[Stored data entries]
»»

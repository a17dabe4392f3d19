//! GL entry points exposed to guest modules.
//!
//! Every name in [`ENTRY_POINTS`] is registered under the configured import
//! module as `hypergl_<glName>`:
//! ```wat
//! (import "env" "hypergl_glBindBuffer" (func $bind_buffer (param i32 i32)))
//! ```
//!
//! ## Argument Convention
//!
//! - Enums, bitmasks, handles and pointers are `u32`
//! - Signed integers (`GLint`, `GLsizei`, `GLintptr`, `GLsizeiptr`) are `i32`
//! - Floats are `f32`
//! - Booleans are `u32`, non-zero meaning true
//!
//! `glGetString` is the one entry point that allocates in the guest. Its
//! result is owned by the bridge and stays valid for the instance's
//! lifetime; guests must not free it.
//!
//! Guest memory is borrowed for the duration of one call only. A guest
//! contract violation (out-of-range pointer, unterminated string, unknown
//! type tag) traps the call.

use wasmtime::{Caller, Extern, Linker};

use super::runtime::GlHostState;
use crate::context::{GlContext, MatrixShape};
use crate::dispatch::Bridge;
use crate::entry_points::{import_name, ENTRY_POINTS};
use crate::error::{BridgeError, Result};
use crate::memory::GuestMemory;

/// Register an entry point that needs neither guest memory nor fallible
/// handle resolution.
macro_rules! host_fn {
    ($linker:ident, $module:ident, $state:ty, $name:literal, |$gl:ident $(, $arg:ident: $ty:ty)*| $body:expr) => {
        $linker
            .func_wrap(
                $module,
                &import_name($name),
                |mut caller: Caller<'_, $state> $(, $arg: $ty)*| -> wasmtime::Result<_> {
                    let $gl = &mut caller.data_mut().bridge;
                    Ok($body)
                },
            )
            .map_err(|e| BridgeError::Wasm(format!("failed to register {}: {}", $name, e)))?;
    };
}

/// Register an entry point whose body returns a bridge `Result`.
macro_rules! host_try_fn {
    ($linker:ident, $module:ident, $state:ty, $name:literal, |$gl:ident $(, $arg:ident: $ty:ty)*| $body:expr) => {
        $linker
            .func_wrap(
                $module,
                &import_name($name),
                |mut caller: Caller<'_, $state> $(, $arg: $ty)*| -> wasmtime::Result<_> {
                    let $gl = &mut caller.data_mut().bridge;
                    Ok($body?)
                },
            )
            .map_err(|e| BridgeError::Wasm(format!("failed to register {}: {}", $name, e)))?;
    };
}

/// Register an entry point that reads or writes guest memory.
macro_rules! host_mem_fn {
    ($linker:ident, $module:ident, $state:ty, $name:literal, |$gl:ident, $mem:ident $(, $arg:ident: $ty:ty)*| $body:expr) => {
        $linker
            .func_wrap(
                $module,
                &import_name($name),
                |mut caller: Caller<'_, $state> $(, $arg: $ty)*| -> wasmtime::Result<_> {
                    #[allow(unused_mut)]
                    let (mut $mem, $gl) = guest_call(&mut caller)?;
                    Ok($body?)
                },
            )
            .map_err(|e| BridgeError::Wasm(format!("failed to register {}: {}", $name, e)))?;
    };
}

/// Split the caller into guest memory and the bridge.
fn guest_call<'a, C: GlContext + 'static>(
    caller: &'a mut Caller<'_, GlHostState<C>>,
) -> Result<(GuestMemory<'a>, &'a mut Bridge<C>)> {
    let memory = caller
        .get_export("memory")
        .and_then(Extern::into_memory)
        .ok_or_else(|| BridgeError::Wasm("guest exports no memory".to_string()))?;
    let (bytes, state) = memory.data_and_store_mut(caller);
    Ok((GuestMemory::new(bytes), &mut state.bridge))
}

««

What the task asks: Whichever lines of the records above hold the word "that" should all be copied out.

Solution to the exercise:
//! `glGetString` is the one entry point that allocates in the guest. Its
/// Register an entry point that needs neither guest memory nor fallible
/// Register an entry point that reads or writes guest memory.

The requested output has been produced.